紀州梅の歴史
和歌山県では、江戸時代、紀州藩田辺領下において農民がやせ地は免租地となることから、重税を免れる意味もあって、そこに梅を栽培したことが本格的な梅栽培の始まりである。
また田辺領が(城代家老 安藤直次)がやせ地を利用した梅の栽培を奨励し、保護政策をとったため、田辺、南部地方を中心に広がったと伝えられている。
江戸時代中期に作られていたのは、「やぶ梅」と呼ばれ、現在のものとは比較にならないほど品質は劣っていました。
梅栽培が急増したのは、明治40年以降で、これは日清・日露戦争による兵糧としての増加でありました。
その後梅干の需要は第2次世界大戦中は大きく伸びたが、大戦末期には食料難からサツマイモ栽培が盛んになり、梅の栽培面積は著しく減少しました。
その後昭和30年を境に需要が急速に伸び、優良品種「古城」「南高」が誕生、昭和35年頃からさらに増加した。
昭和56年頃には自然食品や健康食品ブームによりさらに生産量が増し、現在に至っては質・量ともに日本一を誇っている。
また加工面においても、梅干、梅酒だけでなく、ジャム、エキス、ジュースと多方面に活用されブランド紀州梅の名を全国に轟かせている。
紀州梅の主要な品種と由来
南高梅(なんこううめ)
明治35年、上南部村の高田貞楠氏が一本の苗を育成、増殖を行う。
その後、竹中勝太郎氏の5年間の研究の結果、最も優れたものを南高梅と名づけ、発表した。

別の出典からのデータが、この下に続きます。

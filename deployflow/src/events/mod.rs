//! Run lifecycle events.
//!
//! The executor reports progress through an [`EventSink`] passed to it
//! explicitly. Payloads are built from [`RunEvent`].

mod run;
mod sink;

pub use run::RunEvent;
pub use sink::{CollectingEventSink, EventSink, LoggingEventSink, NoOpEventSink};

南高梅は樹勢強健、豊産で梅酒、梅ジュース用の青梅として、また、梅干用として適しており、梅の実に美しい紅をさすのが特徴。
古城梅(ごじろうめ)
大正時代後期、田辺市長野の那須政右ェ門氏が、穂木を接ぎ木した中から誕生。
那須氏の屋号をとって古城梅と名づけられた。
西牟婁郡農会の3年間の調査より最優秀系統と決定。
古城梅は、発芽、開花は他の品種に比べ遅れるが、収穫期の早いのが特徴で、樹勢強健、耐病性が強く、果実は極めて美しい梅で主に梅酒、梅ジュースに用いられる。